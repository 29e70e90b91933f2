use super::galois::GaloisField;

// Generator polynomial
//------------------------------------------------------------------------------

// Coefficients in descending degree order, leading coefficient 1
fn generator_poly(gf: &GaloisField, ec_len: usize) -> Vec<u16> {
    let mut g = vec![1u16];
    for i in 0..ec_len {
        let root = gf.alpha_pow(gf.gen_base() + i);
        let mut next = vec![0u16; g.len() + 1];
        for (j, &c) in g.iter().enumerate() {
            next[j] ^= c;
            next[j + 1] ^= gf.mul(c, root);
        }
        g = next;
    }
    g
}

// Error correction codewords
//------------------------------------------------------------------------------

/// Reed-Solomon parity for `data`, which is read highest degree first.
pub fn ec_codewords(gf: &GaloisField, data: &[u16], ec_len: usize) -> Vec<u16> {
    if ec_len == 0 {
        return Vec::new();
    }

    let gen = generator_poly(gf, ec_len);
    let mut rem = vec![0u16; ec_len];
    for &d in data {
        let factor = d ^ rem[0];
        rem.rotate_left(1);
        rem[ec_len - 1] = 0;
        for (r, &g) in rem.iter_mut().zip(gen[1..].iter()) {
            *r ^= gf.mul(g, factor);
        }
    }
    rem
}

pub fn ec_bytes(gf: &GaloisField, data: &[u8], ec_len: usize) -> Vec<u8> {
    let words: Vec<u16> = data.iter().map(|&b| b as u16).collect();
    ec_codewords(gf, &words, ec_len).into_iter().map(|w| w as u8).collect()
}

#[cfg(test)]
mod ec_encoder_tests {
    use super::{ec_bytes, generator_poly};
    use crate::common::ec::galois::qr_field;

    #[test]
    fn test_generator_poly() {
        // x^2 + 3x + 2 over the QR field
        assert_eq!(generator_poly(qr_field(), 2), vec![1, 3, 2]);
    }

    #[test]
    fn test_qr_version1_m() {
        // "HELLO WORLD" alphanumeric, 1-M
        let data = [32, 91, 11, 120, 209, 114, 220, 77, 67, 64, 236, 17, 236, 17, 236, 17];
        let ecc = ec_bytes(qr_field(), &data, 10);
        assert_eq!(ecc, vec![196, 35, 39, 119, 235, 215, 231, 226, 93, 23]);
    }
}
//! Persistence of generated images. Records are written once and never mutated, so
//! every backend is a put/get keyed by UUID.

use std::collections::HashMap;
use std::path::PathBuf;
use std::sync::Arc;

use async_trait::async_trait;
use chrono::{DateTime, Utc};
use serde::{Deserialize, Serialize};
use thiserror::Error;
use tokio::fs;
use tokio::sync::RwLock;
use tracing::debug;
use uuid::Uuid;

use crate::config::StorageBackend;

#[derive(Debug, Error)]
pub enum StoreError {
    #[error("Storage is disabled")]
    Disabled,

    #[error("Corrupt record {0}: {1}")]
    Corrupt(Uuid, String),

    #[error("Configuration error: {0}")]
    Config(String),

    #[error("IO error: {0}")]
    Io(#[from] std::io::Error),
}

pub type StoreResult<T> = Result<T, StoreError>;

/// A generated PNG with its identifier and creation time.
#[derive(Debug, Clone, PartialEq, Eq)]
pub struct StoredImage {
    pub id: Uuid,
    pub bytes: Vec<u8>,
    pub created_at: DateTime<Utc>,
}

#[async_trait]
pub trait BarcodeStore: Send + Sync {
    /// Whether records are actually kept.
    fn enabled(&self) -> bool {
        true
    }

    async fn put(&self, image: &StoredImage) -> StoreResult<()>;

    /// Absent records are `Ok(None)`.
    async fn get(&self, id: Uuid) -> StoreResult<Option<StoredImage>>;
}

// Disabled
//------------------------------------------------------------------------------

/// Keeps nothing. Selected when no backend is configured.
#[derive(Debug, Default, Clone, Copy)]
pub struct DisabledStore;

#[async_trait]
impl BarcodeStore for DisabledStore {
    fn enabled(&self) -> bool {
        false
    }

    async fn put(&self, _image: &StoredImage) -> StoreResult<()> {
        Err(StoreError::Disabled)
    }

    async fn get(&self, _id: Uuid) -> StoreResult<Option<StoredImage>> {
        Ok(None)
    }
}

// Memory
//------------------------------------------------------------------------------

#[derive(Debug, Default)]
pub struct MemoryStore {
    records: RwLock<HashMap<Uuid, StoredImage>>,
}

impl MemoryStore {
    pub fn new() -> Self {
        Self::default()
    }
}

#[async_trait]
impl BarcodeStore for MemoryStore {
    async fn put(&self, image: &StoredImage) -> StoreResult<()> {
        self.records.write().await.insert(image.id, image.clone());
        Ok(())
    }

    async fn get(&self, id: Uuid) -> StoreResult<Option<StoredImage>> {
        Ok(self.records.read().await.get(&id).cloned())
    }
}

// Local directory
// Each record is `<id>.png` holding the image and `<id>.json` holding its metadata.
//------------------------------------------------------------------------------

#[derive(Debug, Serialize, Deserialize)]
struct Metadata {
    id: Uuid,
    created_at: DateTime<Utc>,
    size: usize,
}

#[derive(Debug, Clone)]
pub struct LocalStore {
    base_path: PathBuf,
}

impl LocalStore {
    pub async fn new(base_path: impl Into<PathBuf>) -> StoreResult<Self> {
        let base_path = base_path.into();
        fs::create_dir_all(&base_path).await.map_err(|e| {
            StoreError::Config(format!("Failed to create storage directory {}: {}", base_path.display(), e))
        })?;
        Ok(Self { base_path })
    }

    fn path(&self, id: Uuid, ext: &str) -> PathBuf {
        self.base_path.join(format!("{id}.{ext}"))
    }
}

#[async_trait]
impl BarcodeStore for LocalStore {
    async fn put(&self, image: &StoredImage) -> StoreResult<()> {
        let meta = Metadata { id: image.id, created_at: image.created_at, size: image.bytes.len() };
        let json = serde_json::to_vec_pretty(&meta).map_err(|e| StoreError::Corrupt(image.id, e.to_string()))?;
        fs::write(self.path(image.id, "png"), &image.bytes).await?;
        // Metadata last, a record without it reads as absent
        fs::write(self.path(image.id, "json"), json).await?;
        debug!(id = %image.id, size = image.bytes.len(), "Stored record");
        Ok(())
    }

    async fn get(&self, id: Uuid) -> StoreResult<Option<StoredImage>> {
        let json = match fs::read(self.path(id, "json")).await {
            Ok(json) => json,
            Err(e) if e.kind() == std::io::ErrorKind::NotFound => return Ok(None),
            Err(e) => return Err(e.into()),
        };
        let meta: Metadata = serde_json::from_slice(&json).map_err(|e| StoreError::Corrupt(id, e.to_string()))?;
        let bytes = fs::read(self.path(id, "png")).await?;
        if bytes.len() != meta.size {
            return Err(StoreError::Corrupt(id, format!("expected {} bytes, found {}", meta.size, bytes.len())));
        }
        Ok(Some(StoredImage { id, bytes, created_at: meta.created_at }))
    }
}

/// Opens the configured backend.
pub async fn create_store(backend: &StorageBackend) -> StoreResult<Arc<dyn BarcodeStore>> {
    let store: Arc<dyn BarcodeStore> = match backend {
        StorageBackend::None => Arc::new(DisabledStore),
        StorageBackend::Memory => Arc::new(MemoryStore::new()),
        StorageBackend::Local(path) => Arc::new(LocalStore::new(path.clone()).await?),
    };
    Ok(store)
}

#[cfg(test)]
mod store_tests {
    use super::*;

    fn record() -> StoredImage {
        StoredImage { id: Uuid::new_v4(), bytes: vec![0x89, b'P', b'N', b'G', 1, 2, 3], created_at: Utc::now() }
    }

    #[tokio::test]
    async fn test_disabled() {
        let store = DisabledStore;
        assert!(!store.enabled());
        assert!(matches!(store.put(&record()).await, Err(StoreError::Disabled)));
        assert_eq!(store.get(Uuid::new_v4()).await.unwrap(), None);
    }

    #[tokio::test]
    async fn test_memory_roundtrip() {
        let store = MemoryStore::new();
        let rec = record();
        store.put(&rec).await.unwrap();
        assert_eq!(store.get(rec.id).await.unwrap(), Some(rec));
        assert_eq!(store.get(Uuid::new_v4()).await.unwrap(), None);
    }

    #[tokio::test]
    async fn test_local_roundtrip() {
        let dir = tempfile::tempdir().unwrap();
        let store = LocalStore::new(dir.path().join("nested")).await.unwrap();
        let rec = record();
        store.put(&rec).await.unwrap();
        assert!(dir.path().join("nested").join(format!("{}.png", rec.id)).exists());
        assert_eq!(store.get(rec.id).await.unwrap(), Some(rec));
        assert_eq!(store.get(Uuid::new_v4()).await.unwrap(), None);
    }

    #[tokio::test]
    async fn test_local_size_mismatch() {
        let dir = tempfile::tempdir().unwrap();
        let store = LocalStore::new(dir.path()).await.unwrap();
        let rec = record();
        store.put(&rec).await.unwrap();
        std::fs::write(dir.path().join(format!("{}.png", rec.id)), b"short").unwrap();
        assert!(matches!(store.get(rec.id).await, Err(StoreError::Corrupt(..))));
    }

    #[tokio::test]
    async fn test_create_store() {
        assert!(!create_store(&StorageBackend::None).await.unwrap().enabled());
        assert!(create_store(&StorageBackend::Memory).await.unwrap().enabled());
        let dir = tempfile::tempdir().unwrap();
        let store = create_store(&StorageBackend::Local(dir.path().join("codes"))).await.unwrap();
        assert!(store.enabled());
        assert!(dir.path().join("codes").is_dir());
    }
}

## Work required
Search the records for the word "configured", then list every line that has it.

## Exercise output
/// Keeps nothing. Selected when no backend is configured.
/// Opens the configured backend.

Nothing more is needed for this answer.